Court Opinion

ID: 6864205
Source: CourtListenerOpinion
Date Created: 2022-07-23 20:52:28.521025+00
Date Added: 2024-06-11T16:05:17.664504
License: Public Domain

Grosse, J.
Smith appeals the denial of a post-judgment motion for relief from sentencing and to suppress evidence obtained pursuant to a search warrant issued by a District Court Commissioner who, allegedly, was not qualified to act as a Commissioner.
Issaquah police obtained a search warrant issued by a Court Commissioner of the Issaquah District Court. Pursuant to the warrant, officers searched Smith's home and discovered 227 marijuana plants and numerous other marijuana-growing paraphernalia. Smith was arrested and charged with violation of the Uniform Controlled Substances Act for possession of marijuana with the intent to manufacture and deliver. He moved to suppress the evidence due to lack of probable cause. A Superior Court Judge reviewed the warrant and affidavit and concluded that probable cause existed. Smith was found guilty and sentenced.
Smith appealed the judgment and sentence and prior to argument discovered that the Commissioner who issued the warrant was without authority. He moved and was granted a remand for a hearing on whether or not the lack of qualifications to hold the office of Commissioner invalidated the search warrant. The trial court heard argument, but denied Smith's postjudgment motion for relief because the court determined that his challenge was an impermissible collateral attack on the qualifications of a de facto officer of the court. Smith appeals this decision.
State v. Franks, 7 Wn. App. 594, 501 P.2d 622 (1972), and State v. Hill, 17 Wn. App. 678, 564 P.2d 841 (1977) are dispositive of this issue. Franks is factually identical to the case sub judice. In Franks, a search warrant was issued by a judge pro tempore. Pursuant to the warrant, contraband was discovered and the defendant was convicted for possession of the contraband. On appeal the defendant argued that because the warrant was issued by *29an unqualified judge the search warrant was invalid and the search of his premises unlawful. The Court of Appeals held:
To constitute a person an officer de facto, he must be in actual possession of the office, exercising its functions and discharging its duties under color of title. Color of title distinguishes him from a usurper; active possession, despite a defect in title, distinguishes him from a de jure office holder. As an officer de facto, he must be submitted to as such until displaced by a regular direct proceeding for that purpose. The proper and exclusive method of determining the right to public office is through a quo warranto proceeding. Judge Pro Tempore Brown was appointed by written order of the court, and had performed the functions of his office for more than 1 year prior to issuance of the search warrant in the instant case. To hold, as defendant argues, that an irregular appointment of a judge pro tempore renders his subsequent official actions null and void, would unduly disrupt the orderly function of the judicial process. Necessity and public policy compel us to hold otherwise.
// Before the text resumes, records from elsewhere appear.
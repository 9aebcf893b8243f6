//! Common utilities and shared functionality.
//!
//! Contains the logging setup used by the binary, timestamp helpers shared
//! by the cache and registry, and the generic error type returned during
//! configuration loading.

/// Helper functions for logging and timestamps.
pub mod common;

/// Implementation blocks for common structures.
pub mod impls;

/// Shared data structures.
pub mod structs;
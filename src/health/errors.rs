use thiserror::Error;

#[derive(Error, Debug)]
pub enum ProbeError {
    #[error("Probe timeout after {0}ms")]
    Timeout(u64),

    #[error("Probe I/O error: {0}")]
    Io(#[from] std::io::Error),
}

#[cfg(test)]
mod tests {
    use super::*;

    #[test]
    fn test_timeout_display() {
        let error = ProbeError::Timeout(2000);
        assert_eq!(format!("{}", error), "Probe timeout after 2000ms");
    }

    #[test]
    fn test_io_display() {
        let error = ProbeError::Io(std::io::Error::new(std::io::ErrorKind::ConnectionRefused, "refused"));
        assert!(format!("{}", error).contains("refused"));
    }
}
(Citations omitted.) Franks, at 596. See State v. Hill, supra; State v. Britton, 27 Wn.2d 336, 178 P.2d 341 (1947); Snohomish Cy. Builders Ass'n v. Snohomish Health Dist., 8 Wn. App. 589, 592, 508 P.2d 617 (1973) ("[T]he acts of an officer de facto are as valid and effectual, while he is suffered to retain the office, as though he were an officer by right, and the same legal consequences will flow from them for the protection of the public and of third parties.") (quoting 2 T. Cooley, Constitutional Limitations 1355 (8th ed. 1927)).
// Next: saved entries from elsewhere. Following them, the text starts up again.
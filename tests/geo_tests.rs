// Integration tests for geographic routing guarantees

mod common;

use serde_json::json;
use edgecache::geo::enums::node_status::NodeStatus;

#[tokio::test]
async fn test_closer_coordinate_routes_to_closer_region() {
    let engine = common::create_test_engine();

    engine.cache_with_geographic_distribution("near-istanbul", &json!(1), Some(common::istanbul()), None);
    engine.cache_with_geographic_distribution("near-london", &json!(2), Some(common::london()), None);

    let stats = engine.get_geographic_stats();
    for region in &stats.regional_distribution {
        assert_eq!(region.items, 1, "region {} should hold exactly one item", region.region_id);
    }
}

#[tokio::test]
async fn test_failover_to_next_nearest_region() {
    let engine = common::create_test_engine();

    // take the nearest region down entirely
    engine.registry.update_node_health("eu-central-1", NodeStatus::inactive, 0.0, 0);
    engine.registry.update_node_health("eu-central-2", NodeStatus::inactive, 0.0, 0);

    assert!(engine.cache_with_geographic_distribution("failover", &json!(1), Some(common::istanbul()), None));
    let stats = engine.get_geographic_stats();
    let london = stats.regional_distribution.iter().find(|d| d.region_id == "eu-west").unwrap();
    assert_eq!(london.items, 1);
}

#[tokio::test]
async fn test_routing_survives_registry_reads() {
    let engine = common::create_test_engine();
    let coord = common::istanbul();

    engine.cache_with_geographic_distribution("stable", &json!(1), Some(coord), None);
    for _ in 0..10 {
        // introspection reads do not disturb routing
        let _ = engine.edge_node_status();
        let _ = engine.get_geographic_stats();
        assert_eq!(engine.get_with_geographic_routing("stable", Some(coord)), Some(json!(1)));
    }
}

#[tokio::test]
async fn test_registry_snapshots_are_copies() {
    let engine = common::create_test_engine();
    let mut snapshot = engine.registry.get_regions();
    snapshot[0].current_usage = 999;
    // mutating the snapshot does not touch the registry
    assert_eq!(engine.registry.get_regions()[0].current_usage, 0);
}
It is not disputed that the Commissioner was appointed to serve as Commissioner in August 1972 and reappointed in November 1981. She passed the qualifying exam for the position but is not an attorney admitted to practice in Washington and thus is arguably not qualified to serve in a judicial district the size of that of the Issaquah District Court. RCW 3.42.010; RCW 3.34.060. She is, however, indisputably a de facto officer. At best, Smith's argument constitutes an impermissible collateral attack on a de facto officer's authority. It cannot be brought under a motion to *30dismiss, see State v. Cook, 84 Wn.2d 342, 525 P.2d 761 (1974), or a post-judgment motion for relief, but only under a quo warranto proceeding as set forth in RCW 7.56.020. State v. Franks, supra; State v. Hill, supra.1 Accordingly, the trial court properly denied Smith's postjudgment motions.
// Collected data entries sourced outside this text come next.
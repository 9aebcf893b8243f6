//! Implementation blocks for the registry and router.

/// Distance math for coordinates.
pub mod geo_coordinate;

/// Node selection logic.
pub mod geo_router;

/// Registry construction and mutation.
pub mod region_registry;
//! Local TTL cache module.
//!
//! This module provides the per-node key/value store used by the cache
//! engine. Every edge node owns one [`structs::local_cache::LocalCache`];
//! there is no replication between nodes.
//!
//! # Features
//!
//! - Wall-clock TTL per entry with lazy eviction on access
//! - Transparent LZ4 compression for payloads above a configurable threshold
//! - Atomic hit/miss counters and approximate memory accounting
//! - Optional expired-entry sweep for entries that are never re-read
//! - Pluggable payload codec, JSON by default
//!
//! # Architecture
//!
//! The store is a `BTreeMap` behind a `parking_lot::RwLock`; per-key
//! operations never hold the lock across I/O. Payloads cross the boundary
//! as `serde_json::Value`, are encoded to bytes by a
//! [`traits::payload_codec::PayloadCodec`], and compression operates on the
//! encoded bytes, not on the language-native value.

/// Error types for cache operations.
pub mod errors;

/// Implementation blocks for the local cache and codecs.
pub mod impls;

/// Data structures for entries, statistics, and the cache itself.
pub mod structs;

/// Payload codec trait definitions.
pub mod traits;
The trial court is affirmed.
Scholpield, C.J., and Williams, J. Pro Tern., concur.

Contrary to Smith's contention that he could not have maintained a quo warranto action, case law indicates otherwise. State ex rel. Johnson v. Lally, 59 Wn.2d 849, 370 P.2d 971 (1962) recognized that RCW 7.56.020 has been interpreted to allow a private citizen with no interest in the corporation or office to compel the prosecuting attorney to take action, but only after the private citizen has made a plain showing that facts exist which would justify the prosecutor in maintaining the quo warranto proceeding.